Submitted to: American Peanut Research and Education Society Proceedings
Publication Type: Abstract Only
Publication Acceptance Date: 4/15/1996
Publication Date: N/A
Technical Abstract: The peanut harvesting rate increased significantly with the introduction of 4-row and 6 row combines. An 8-row self-propelled combine to be marketed in 1996 will add to the handling problems already being experienced at the buying/drying points. With the modular concept, the peanuts are placed in the module at the field location, cured and dried, stored, and delivered to othe shelling/processing point in the same container. The modular container will hold approximately 9 Mg (size approximately 1.8 m deep x 2.3 m wide x 7.3 m long) so two units will make a semi-trailer load. In 1995, three 4.3 standard wagons and three 4.3 m modules were used to assess handling damage and concerns involved with moving the modular units. Temperature and relative humidity within the units were monitored for 140 days from the field to unloading at the buying point. Peanut moisture content was measured at intervals during storage. The maximum and minimum temperatures in the middle of the modular units lagged the ambient temperature 6.4 and 4.3 hrs, respectively. Whereas, the relative humidity did not flucuate with the daily ambient fluctuations. The peanut moisture content decreased from about 11% at the end of curing to the equilibrum moisture content of 6 to 7 % at the end of storage.

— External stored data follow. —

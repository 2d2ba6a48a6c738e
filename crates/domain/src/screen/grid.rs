use serde::{Deserialize, Serialize};
use serde_json::{Map, Value};

use super::{DisplayTransform, Label, ResourceKind, Transform};

/// Sort direction for grid ordering.
#[derive(Debug, Clone, Copy, PartialEq, Eq, Serialize, Deserialize)]
#[serde(rename_all = "snake_case")]
pub enum SortDirection {
    /// Ascending order.
    Asc,
    /// Descending order.
    Desc,
}

/// Default grid ordering.
#[derive(Debug, Clone, PartialEq, Eq, Serialize, Deserialize)]
pub struct SortOrder {
    /// Sorted column.
    pub field: String,
    /// Direction.
    pub direction: SortDirection,
}

/// One grid column.
#[derive(Debug, Clone, PartialEq, Eq, Serialize, Deserialize)]
pub struct GridColumn {
    name: String,
    label: Label,
    sortable: bool,
    transform: Option<DisplayTransform>,
}

impl GridColumn {
    /// Creates a plain column.
    #[must_use]
    pub fn new(name: impl Into<String>, label: Label) -> Self {
        Self {
            name: name.into(),
            label,
            sortable: false,
            transform: None,
        }
    }

    /// Allows sorting by this column.
    #[must_use]
    pub fn sortable(mut self) -> Self {
        self.sortable = true;
        self
    }

    /// Applies a display transform to every cell.
    #[must_use]
    pub fn display(mut self, transform: DisplayTransform) -> Self {
        self.transform = Some(transform);
        self
    }

    /// Returns the column name.
    #[must_use]
    pub fn name(&self) -> &str {
        self.name.as_str()
    }

    /// Returns the header label.
    #[must_use]
    pub fn label(&self) -> &Label {
        &self.label
    }

    /// Returns whether the column is sortable.
    #[must_use]
    pub fn is_sortable(&self) -> bool {
        self.sortable
    }

    /// Returns the cell transform.
    #[must_use]
    pub fn transform(&self) -> Option<&DisplayTransform> {
        self.transform.as_ref()
    }

    fn render(&self, record: &Map<String, Value>) -> Value {
        let stored = record.get(self.name()).cloned().unwrap_or(Value::Null);
        match &self.transform {
            Some(transform) => transform.apply(&stored),
            None => stored,
        }
    }
}

/// Toolbar and button switches of a grid.
#[derive(Debug, Clone, Copy, PartialEq, Eq, Serialize, Deserialize)]
pub struct GridToolbar {
    /// Row quick-edit button in a dialog.
    pub quick_edit: bool,
    /// Create form opens in a dialog.
    pub dialog_create: bool,
    /// Column visibility selector.
    pub column_selector: bool,
    /// Full-page edit button.
    pub edit_button: bool,
}

impl Default for GridToolbar {
    fn default() -> Self {
        Self {
            quick_edit: false,
            dialog_create: false,
            column_selector: false,
            edit_button: true,
        }
    }
}

/// Actions offered on one grid row.
#[derive(Debug, Clone, Copy, PartialEq, Eq, Serialize, Deserialize)]
pub struct RowActions {
    /// Open the detail view.
    pub view: bool,
    /// Open the full-page editor.
    pub edit: bool,
    /// Open the dialog editor.
    pub quick_edit: bool,
    /// Delete the row.
    pub delete: bool,
}

/// Declared list grid for one resource.
#[derive(Debug, Clone, PartialEq, Eq, Serialize, Deserialize)]
pub struct GridDeclaration {
    resource: ResourceKind,
    columns: Vec<GridColumn>,
    default_sort: Option<SortOrder>,
    quick_search: Vec<String>,
    toolbar: GridToolbar,
}

impl GridDeclaration {
    /// Starts an empty grid.
    #[must_use]
    pub fn new(resource: ResourceKind) -> Self {
        Self {
            resource,
            columns: Vec::new(),
            default_sort: None,
            quick_search: Vec::new(),
            toolbar: GridToolbar::default(),
        }
    }

    /// Appends a column.
    #[must_use]
    pub fn column(mut self, column: GridColumn) -> Self {
        self.columns.push(column);
        self
    }

    /// Sets the default ordering.
    #[must_use]
    pub fn order_by(mut self, field: impl Into<String>, direction: SortDirection) -> Self {
        self.default_sort = Some(SortOrder {
            field: field.into(),
            direction,
        });
        self
    }

    /// Restricts quick search to the given fields.
    #[must_use]
    pub fn quick_search<I, S>(mut self, fields: I) -> Self
    where
        I: IntoIterator<Item = S>,
        S: Into<String>,
    {
        self.quick_search = fields.into_iter().map(Into::into).collect();
        self
    }

    /// Replaces the toolbar switches.
    #[must_use]
    pub fn toolbar(mut self, toolbar: GridToolbar) -> Self {
        self.toolbar = toolbar;
        self
    }

    /// Returns the resource.
    #[must_use]
    pub fn resource(&self) -> ResourceKind {
        self.resource
    }

    /// Returns the columns in display order.
    #[must_use]
    pub fn columns(&self) -> &[GridColumn] {
        &self.columns
    }

    /// Returns the default ordering.
    #[must_use]
    pub fn default_sort(&self) -> Option<&SortOrder> {
        self.default_sort.as_ref()
    }

    /// Returns the quick-search fields.
    #[must_use]
    pub fn quick_search_fields(&self) -> &[String] {
        &self.quick_search
    }

    /// Returns the toolbar switches.
    #[must_use]
    pub fn toolbar_settings(&self) -> GridToolbar {
        self.toolbar
    }

    /// Returns whether a column may be used for sorting.
    #[must_use]
    pub fn can_sort_by(&self, field: &str) -> bool {
        self.columns
            .iter()
            .any(|column| column.name() == field && column.is_sortable())
    }

    /// Renders one record into display cells keyed by column name.
    #[must_use]
    pub fn render_row(&self, record: &Map<String, Value>) -> Map<String, Value> {
        self.columns
            .iter()
            .map(|column| (column.name().to_owned(), column.render(record)))
            .collect()
    }

    /// Returns the actions for one row; protected rows cannot be deleted.
    #[must_use]
    pub fn row_actions(&self, protected: bool) -> RowActions {
        RowActions {
            view: true,
            edit: self.toolbar.edit_button,
            quick_edit: self.toolbar.quick_edit,
            delete: !protected,
        }
    }
}

#[cfg(test)]
mod tests {
    use serde_json::{Map, json};

    use super::*;

    fn account_grid() -> GridDeclaration {
        GridDeclaration::new(ResourceKind::Account)
            .order_by("id", SortDirection::Desc)
            .column(GridColumn::new("id", Label::new("admin.id", "ID")).sortable())
            .column(
                GridColumn::new("roles", Label::admin("roles"))
                    .display(DisplayTransform::FirstRelationName),
            )
            .column(
                GridColumn::new("start_time", Label::admin("start_time"))
                    .display(DisplayTransform::dashes()),
            )
            .quick_search(["id", "name", "username"])
            .toolbar(GridToolbar {
                quick_edit: true,
                dialog_create: true,
                column_selector: true,
                edit_button: false,
            })
    }

    #[test]
    fn render_row_applies_column_transforms() {
        let mut record = Map::new();
        record.insert("id".to_owned(), json!(4));
        record.insert("roles".to_owned(), json!([{ "id": 1, "name": "Administrator" }]));
        record.insert("start_time".to_owned(), json!(null));
        record.insert("password".to_owned(), json!("secret-hash"));

        let row = account_grid().render_row(&record);
        assert_eq!(row.get("id"), Some(&json!(4)));
        assert_eq!(row.get("roles"), Some(&json!("Administrator")));
        assert_eq!(row.get("start_time"), Some(&json!("--")));
        assert!(row.get("password").is_none());
    }

    #[test]
    fn protected_rows_lose_delete_action() {
        let grid = account_grid();
        assert!(!grid.row_actions(true).delete);
        assert!(grid.row_actions(false).delete);
        assert!(!grid.row_actions(false).edit);
        assert!(grid.row_actions(false).quick_edit);
    }

    #[test]
    fn only_sortable_columns_can_be_sorted() {
        let grid = account_grid();
        assert!(grid.can_sort_by("id"));
        assert!(!grid.can_sort_by("roles"));
        assert!(!grid.can_sort_by("password"));
    }
}
//! Submitted form values.

use chrono::NaiveDateTime;
use serde_json::{Map, Value};

use warden_core::{AppError, AppResult};
use warden_domain::parse_datetime;

/// Raw values posted by a create or edit form, keyed by field name.
#[derive(Debug, Clone, Default, PartialEq)]
pub struct FormSubmission {
    values: Map<String, Value>,
}

impl FormSubmission {
    /// Wraps submitted values.
    #[must_use]
    pub fn new(values: Map<String, Value>) -> Self {
        Self { values }
    }

    /// Wraps a JSON body, which must be an object.
    pub fn from_json(value: Value) -> AppResult<Self> {
        match value {
            Value::Object(values) => Ok(Self::new(values)),
            other => Err(AppError::Validation(format!(
                "form submission must be a JSON object, got '{other}'"
            ))),
        }
    }

    /// Returns the raw value of a field.
    #[must_use]
    pub fn get(&self, field: &str) -> Option<&Value> {
        self.values.get(field)
    }

    /// Returns whether the field was posted at all.
    #[must_use]
    pub fn contains(&self, field: &str) -> bool {
        self.values.contains_key(field)
    }

    /// Returns the field as text. Numbers and booleans are rendered, null and
    /// composite values yield `None`.
    #[must_use]
    pub fn text(&self, field: &str) -> Option<String> {
        match self.values.get(field)? {
            Value::String(value) => Some(value.clone()),
            Value::Number(value) => Some(value.to_string()),
            Value::Bool(value) => Some(value.to_string()),
            Value::Null | Value::Array(_) | Value::Object(_) => None,
        }
    }

    /// Returns the field as text with blanks folded to the empty string.
    #[must_use]
    pub fn text_or_empty(&self, field: &str) -> String {
        self.text(field).unwrap_or_default()
    }

    /// Returns whether the field is missing, null, whitespace, or an empty list.
    #[must_use]
    pub fn is_blank(&self, field: &str) -> bool {
        match self.values.get(field) {
            None | Some(Value::Null) => true,
            Some(Value::String(value)) => value.trim().is_empty(),
            Some(Value::Array(values)) => values.is_empty(),
            Some(_) => false,
        }
    }

    /// Parses the field as a timestamp. Blank fields yield `None`.
    pub fn datetime(&self, field: &str) -> AppResult<Option<NaiveDateTime>> {
        if self.is_blank(field) {
            return Ok(None);
        }

        match self.text(field) {
            Some(value) => parse_datetime(&value).map(Some),
            None => Err(AppError::Validation(format!(
                "field '{field}' must be a date time string"
            ))),
        }
    }

    /// Parses the field as a single id. Blank fields yield `None`.
    pub fn id(&self, field: &str) -> AppResult<Option<i64>> {
        let ids = self.ids(field)?;
        match ids.as_slice() {
            [] => Ok(None),
            [id] => Ok(Some(*id)),
            _ => Err(AppError::Validation(format!(
                "field '{field}' accepts a single value"
            ))),
        }
    }

    /// Parses the field as a list of ids. Accepts a number, a comma separated
    /// string, or an array of numbers and numeric strings.
    pub fn ids(&self, field: &str) -> AppResult<Vec<i64>> {
        let invalid =
            || AppError::Validation(format!("field '{field}' must contain numeric ids"));

        match self.values.get(field) {
            None | Some(Value::Null) => Ok(Vec::new()),
            Some(Value::Number(value)) => value.as_i64().map(|id| vec![id]).ok_or_else(invalid),
            Some(Value::String(value)) => value
                .split(',')
                .map(str::trim)
                .filter(|part| !part.is_empty())
                .map(|part| part.parse::<i64>().map_err(|_| invalid()))
                .collect(),
            Some(Value::Array(values)) => values
                .iter()
                .map(|value| match value {
                    Value::Number(number) => number.as_i64().ok_or_else(invalid),
                    Value::String(text) => text.trim().parse::<i64>().map_err(|_| invalid()),
                    _ => Err(invalid()),
                })
                .collect(),
            Some(_) => Err(invalid()),
        }
    }
}
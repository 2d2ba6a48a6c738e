use std::sync::Arc;

use serde_json::json;

use warden_core::AppError;
use warden_domain::{DataScope, DetailWidget, FormMode, RoleId, TreeNode};

use crate::test_support::{
    FakeMenuCache, FakeNodeRepository, FakeRoleRepository, FakeUniquenessProbe, config,
    permission_nodes, role,
};
use crate::{DetailScreen, FormSubmission, FormValidator, GridRequest};

use super::RoleAdminService;

struct Fixture {
    service: RoleAdminService,
    roles: Arc<FakeRoleRepository>,
    menu_cache: Arc<FakeMenuCache>,
}

fn menu_nodes() -> Vec<TreeNode> {
    vec![
        TreeNode::new(10, None, "Dashboard", 0),
        TreeNode::new(11, None, "Admin", 1),
        TreeNode::new(12, Some(11), "Users", 0),
    ]
}

fn fixture_with(role_bind_menu: bool, menu_cache: FakeMenuCache) -> Fixture {
    let roles = Arc::new(FakeRoleRepository::new(vec![
        role(1, "administrator", Vec::new()),
        role(2, "auditor", vec![2, 5]),
        role(3, "administrator", Vec::new()),
    ]));
    let menu_cache = Arc::new(menu_cache);
    let probe = Arc::new(FakeUniquenessProbe {
        taken: vec![
            ("slug".to_owned(), 1, "administrator".to_owned()),
            ("slug".to_owned(), 2, "auditor".to_owned()),
        ],
    });

    let service = RoleAdminService::new(
        config(true, role_bind_menu),
        roles.clone(),
        Arc::new(FakeNodeRepository::new(permission_nodes())),
        Arc::new(FakeNodeRepository::new(menu_nodes())),
        menu_cache.clone(),
        FormValidator::new(probe),
    );

    Fixture {
        service,
        roles,
        menu_cache,
    }
}

fn fixture() -> Fixture {
    fixture_with(true, FakeMenuCache::default())
}

fn submission(value: serde_json::Value) -> FormSubmission {
    FormSubmission::from_json(value).unwrap_or_else(|_| unreachable!())
}

fn checked_permissions(screen: &DetailScreen) -> Vec<i64> {
    match screen
        .declaration
        .field_named("permissions")
        .map(|field| field.widget_kind())
    {
        Some(DetailWidget::Tree(tree)) => tree.checked_ids().into_iter().collect(),
        _ => unreachable!(),
    }
}

#[tokio::test]
async fn save_persists_grants_and_invalidates_menu_once() {
    let fixture = fixture();
    let created = fixture
        .service
        .save(
            FormMode::Creating,
            submission(json!({
                "slug": "editor",
                "name": "Editor",
                "data_scope": "2",
                "permissions": "2,3",
                "menus": [10, 12],
            })),
        )
        .await
        .unwrap_or_else(|_| unreachable!());

    assert_eq!(created.data_scope, DataScope::All);
    assert_eq!(created.permission_ids, vec![2, 3]);
    assert_eq!(created.menu_ids, vec![10, 12]);
    assert_eq!(*fixture.menu_cache.invalidations.lock().await, 1);
}

#[tokio::test]
async fn data_scope_defaults_to_self_and_created() {
    let fixture = fixture();
    let created = fixture
        .service
        .save(
            FormMode::Creating,
            submission(json!({ "slug": "viewer", "name": "Viewer" })),
        )
        .await
        .unwrap_or_else(|_| unreachable!());

    assert_eq!(created.data_scope, DataScope::SelfAndCreated);
    assert!(created.permission_ids.is_empty());

    let form = fixture
        .service
        .form_screen(FormMode::Creating)
        .await
        .unwrap_or_else(|_| unreachable!());
    assert_eq!(form.values.get("data_scope"), Some(&json!(1)));
}

#[tokio::test]
async fn invalid_submission_does_not_touch_menu_cache() {
    let fixture = fixture();
    let result = fixture
        .service
        .save(
            FormMode::Creating,
            submission(json!({ "slug": "auditor", "name": "", "permissions": [99] })),
        )
        .await;

    match result {
        Err(AppError::InvalidFields(errors)) => {
            let fields: Vec<&str> = errors.iter().map(|error| error.field()).collect();
            assert_eq!(fields, vec!["slug", "name", "permissions"]);
        }
        other => panic!("unexpected result: {other:?}"),
    }
    assert_eq!(*fixture.menu_cache.invalidations.lock().await, 0);
}

#[tokio::test]
async fn cache_failure_does_not_fail_the_save() {
    let fixture = fixture_with(
        true,
        FakeMenuCache {
            fail: true,
            ..FakeMenuCache::default()
        },
    );

    let updated = fixture
        .service
        .save(
            FormMode::Editing(2),
            submission(json!({ "slug": "auditor", "name": "Auditors", "permissions": [5] })),
        )
        .await
        .unwrap_or_else(|_| unreachable!());

    assert_eq!(updated.name, "Auditors");
    assert_eq!(updated.permission_ids, vec![5]);
    assert_eq!(*fixture.menu_cache.invalidations.lock().await, 1);
}

#[tokio::test]
async fn menus_are_left_alone_without_menu_binding() {
    let fixture = fixture_with(false, FakeMenuCache::default());
    fixture
        .roles
        .roles
        .lock()
        .await
        .iter_mut()
        .for_each(|role| role.menu_ids = vec![10]);

    let updated = fixture
        .service
        .save(
            FormMode::Editing(2),
            submission(json!({ "slug": "auditor", "name": "Auditor", "menus": [11] })),
        )
        .await
        .unwrap_or_else(|_| unreachable!());

    assert_eq!(updated.menu_ids, vec![10]);
}

#[tokio::test]
async fn detail_checks_exactly_stored_permissions() {
    let fixture = fixture();
    let screen = fixture
        .service
        .detail_screen(RoleId::new(2))
        .await
        .unwrap_or_else(|_| unreachable!());

    assert_eq!(checked_permissions(&screen), vec![2, 5]);
    assert_eq!(screen.values.get("data_scope"), Some(&json!("Self and self-created users")));
    assert!(screen.declaration.delete_enabled());
}

#[tokio::test]
async fn administrator_slug_checks_every_permission() {
    let fixture = fixture();
    let screen = fixture
        .service
        .detail_screen(RoleId::new(3))
        .await
        .unwrap_or_else(|_| unreachable!());

    assert_eq!(checked_permissions(&screen).len(), permission_nodes().len());
}

#[tokio::test]
async fn protected_roles_cannot_be_deleted() {
    let fixture = fixture();

    assert!(matches!(
        fixture.service.delete(RoleId::new(1)).await,
        Err(AppError::Forbidden(_))
    ));
    assert!(matches!(
        fixture.service.delete(RoleId::new(3)).await,
        Err(AppError::Forbidden(_))
    ));
    assert!(fixture.service.delete(RoleId::new(2)).await.is_ok());
    assert_eq!(fixture.roles.roles.lock().await.len(), 2);
    assert_eq!(*fixture.menu_cache.invalidations.lock().await, 0);
}

#[tokio::test]
async fn screens_offer_delete_only_when_delete_succeeds() {
    for id in [1, 2, 3] {
        let fixture = fixture();
        let detail = fixture
            .service
            .detail_screen(RoleId::new(id))
            .await
            .unwrap_or_else(|_| unreachable!());
        let form = fixture
            .service
            .form_screen(FormMode::Editing(id))
            .await
            .unwrap_or_else(|_| unreachable!());
        let deleted = fixture.service.delete(RoleId::new(id)).await.is_ok();

        assert_eq!(detail.declaration.delete_enabled(), deleted, "role {id}");
        assert_eq!(form.declaration.delete_enabled(), deleted, "role {id}");
    }
}

#[tokio::test]
async fn grid_hides_delete_for_administrator_slugs() {
    let fixture = fixture();
    let screen = fixture
        .service
        .grid_screen(GridRequest::default())
        .await
        .unwrap_or_else(|_| unreachable!());

    let deletable: Vec<(i64, bool)> = screen
        .rows
        .iter()
        .map(|row| (row.id, row.actions.delete))
        .collect();
    assert_eq!(deletable, vec![(1, false), (2, true), (3, false)]);
    assert_eq!(
        screen.rows[1].cells.get("slug"),
        Some(&json!({ "badge": "primary", "text": "auditor" }))
    );
}

#[tokio::test]
async fn edit_form_prefills_grants() {
    let fixture = fixture();
    let screen = fixture
        .service
        .form_screen(FormMode::Editing(2))
        .await
        .unwrap_or_else(|_| unreachable!());

    assert_eq!(screen.values.get("permissions"), Some(&json!([2, 5])));
    assert_eq!(screen.values.get("menus"), Some(&json!([])));
    assert!(screen.declaration.delete_enabled());
}
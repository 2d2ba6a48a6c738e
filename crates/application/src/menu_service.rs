//! Cached menu structure.

use std::collections::HashSet;
use std::sync::Arc;

use tracing::warn;

use warden_core::AppResult;
use warden_domain::{TreeSelection, TreeViewModel, build_tree};

use crate::{MenuCache, MenuNodeRepository};

/// Serves the menu tree through the shared menu cache.
#[derive(Clone)]
pub struct MenuService {
    menu_nodes: Arc<dyn MenuNodeRepository>,
    menu_cache: Arc<dyn MenuCache>,
}

impl MenuService {
    /// Creates a new service from required dependencies.
    #[must_use]
    pub fn new(menu_nodes: Arc<dyn MenuNodeRepository>, menu_cache: Arc<dyn MenuCache>) -> Self {
        Self {
            menu_nodes,
            menu_cache,
        }
    }

    /// Returns the menu tree, loading and caching the nodes on a miss.
    /// Cache failures fall back to the repository.
    pub async fn menu_tree(&self) -> AppResult<TreeViewModel> {
        let cached = match self.menu_cache.get_menu().await {
            Ok(cached) => cached,
            Err(error) => {
                warn!(error = %error, "failed to read cached menu");
                None
            }
        };

        let nodes = match cached {
            Some(nodes) => nodes,
            None => {
                let nodes = self.menu_nodes.all_nodes().await?;
                if let Err(error) = self.menu_cache.put_menu(&nodes).await {
                    warn!(error = %error, "failed to cache menu");
                }
                nodes
            }
        };

        Ok(build_tree(&nodes, &TreeSelection::Ids(HashSet::new())))
    }
}
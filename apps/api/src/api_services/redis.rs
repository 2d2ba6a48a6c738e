use warden_core::AppError;

pub fn build_redis_client(redis_url: &str) -> Result<redis::Client, AppError> {
    redis::Client::open(redis_url)
        .map_err(|error| AppError::Validation(format!("invalid REDIS_URL: {error}")))
}
use async_trait::async_trait;

use warden_core::AppResult;
use warden_domain::UniqueTarget;

/// Port for password hashing operations. Keeps domain/application free of
/// direct cryptographic library coupling.
pub trait PasswordHasher: Send + Sync {
    /// Hashes a plaintext password.
    fn hash_password(&self, password: &str) -> AppResult<String>;

    /// Verifies a plaintext password against a stored hash.
    fn verify_password(&self, password: &str, hash: &str) -> AppResult<bool>;
}

/// Port answering "unique except self" questions.
#[async_trait]
pub trait UniquenessProbe: Send + Sync {
    /// Returns whether a row other than `except_id` already holds `value`.
    async fn value_exists(
        &self,
        target: &UniqueTarget,
        value: &str,
        except_id: Option<i64>,
    ) -> AppResult<bool>;
}
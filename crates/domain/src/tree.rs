//! Checkbox-tree view model built from flat parent-pointer node lists.

use std::collections::{BTreeSet, HashMap, HashSet};

use serde::{Deserialize, Serialize};

/// Flat node as stored by permission and menu tables.
#[derive(Debug, Clone, PartialEq, Eq, Serialize, Deserialize)]
pub struct TreeNode {
    /// Node identifier.
    pub id: i64,
    /// Parent identifier; `None` or `0` marks a root.
    pub parent_id: Option<i64>,
    /// Display title.
    pub title: String,
    /// Sibling ordering key.
    pub order: i32,
}

impl TreeNode {
    /// Creates a node.
    #[must_use]
    pub fn new(id: i64, parent_id: Option<i64>, title: impl Into<String>, order: i32) -> Self {
        Self {
            id,
            parent_id,
            title: title.into(),
            order,
        }
    }

    fn parent(&self) -> Option<i64> {
        self.parent_id.filter(|parent_id| *parent_id != 0)
    }
}

/// Which nodes render as checked.
#[derive(Debug, Clone, PartialEq, Eq)]
pub enum TreeSelection {
    /// Every node is checked.
    All,
    /// Only the listed node ids are checked.
    Ids(HashSet<i64>),
}

impl TreeSelection {
    /// Builds an id selection.
    pub fn ids(ids: impl IntoIterator<Item = i64>) -> Self {
        Self::Ids(ids.into_iter().collect())
    }

    fn contains(&self, id: i64) -> bool {
        match self {
            Self::All => true,
            Self::Ids(ids) => ids.contains(&id),
        }
    }
}

/// One rendered tree node.
#[derive(Debug, Clone, PartialEq, Eq, Serialize, Deserialize)]
pub struct TreeItem {
    /// Node identifier.
    pub id: i64,
    /// Display title.
    pub title: String,
    /// Whether the checkbox is ticked.
    pub checked: bool,
    /// Child nodes in sibling order.
    pub children: Vec<TreeItem>,
}

/// Checkbox tree handed to the rendering engine.
#[derive(Debug, Clone, PartialEq, Eq, Default, Serialize, Deserialize)]
pub struct TreeViewModel {
    roots: Vec<TreeItem>,
}

impl TreeViewModel {
    /// Returns the root nodes.
    #[must_use]
    pub fn roots(&self) -> &[TreeItem] {
        &self.roots
    }

    /// Returns the ids of every checked node.
    #[must_use]
    pub fn checked_ids(&self) -> BTreeSet<i64> {
        let mut ids = BTreeSet::new();
        let mut pending: Vec<&TreeItem> = self.roots.iter().collect();
        while let Some(item) = pending.pop() {
            if item.checked {
                ids.insert(item.id);
            }
            pending.extend(item.children.iter());
        }

        ids
    }

    /// Returns the total number of nodes.
    #[must_use]
    pub fn len(&self) -> usize {
        let mut count = 0;
        let mut pending: Vec<&TreeItem> = self.roots.iter().collect();
        while let Some(item) = pending.pop() {
            count += 1;
            pending.extend(item.children.iter());
        }

        count
    }

    /// Returns whether the tree has no nodes.
    #[must_use]
    pub fn is_empty(&self) -> bool {
        self.roots.is_empty()
    }
}

/// Groups nodes into a forest and marks the selected ones as checked.
///
/// A node whose parent is missing from `nodes` is promoted to a root. In a
/// parent cycle, the first member in `(order, id)` order becomes a root.
/// Every node appears exactly once.
#[must_use]
pub fn build_tree(nodes: &[TreeNode], selection: &TreeSelection) -> TreeViewModel {
    let known_ids: HashSet<i64> = nodes.iter().map(|node| node.id).collect();
    let mut children_by_parent: HashMap<i64, Vec<&TreeNode>> = HashMap::new();
    let mut roots = Vec::new();

    for node in nodes {
        match node.parent() {
            Some(parent_id) if known_ids.contains(&parent_id) && parent_id != node.id => {
                children_by_parent.entry(parent_id).or_default().push(node);
            }
            _ => roots.push(node),
        }
    }

    sort_siblings(&mut roots);
    for siblings in children_by_parent.values_mut() {
        sort_siblings(siblings);
    }

    let mut visited = HashSet::new();
    let mut items: Vec<TreeItem> = roots
        .into_iter()
        .filter_map(|node| build_item(node, &children_by_parent, selection, &mut visited))
        .collect();

    let mut unreached: Vec<&TreeNode> = nodes
        .iter()
        .filter(|node| !visited.contains(&node.id))
        .collect();
    sort_siblings(&mut unreached);
    for node in unreached {
        if let Some(item) = build_item(node, &children_by_parent, selection, &mut visited) {
            items.push(item);
        }
    }

    TreeViewModel { roots: items }
}

fn sort_siblings(siblings: &mut [&TreeNode]) {
    siblings.sort_by_key(|node| (node.order, node.id));
}

fn build_item(
    node: &TreeNode,
    children_by_parent: &HashMap<i64, Vec<&TreeNode>>,
    selection: &TreeSelection,
    visited: &mut HashSet<i64>,
) -> Option<TreeItem> {
    if !visited.insert(node.id) {
        return None;
    }

    let children = children_by_parent
        .get(&node.id)
        .map(|children| {
            children
                .iter()
                .filter_map(|child| build_item(child, children_by_parent, selection, visited))
                .collect()
        })
        .unwrap_or_default();

    Some(TreeItem {
        id: node.id,
        title: node.title.clone(),
        checked: selection.contains(node.id),
        children,
    })
}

Transferring the peanut through an elevator was insufficient to simulate handling damage in a warehouse system. An economic analysis indicates the modular concept is a feasible handling system compared to the current handling and warehousing system. The expected results of the modular concept are:moving and transporting the peanuts with with less liability, reducing the damage caused by warehouse handling systems, and maintaining varietal, grower and quality information for the manufacturer to provide a higher value product to the consumer.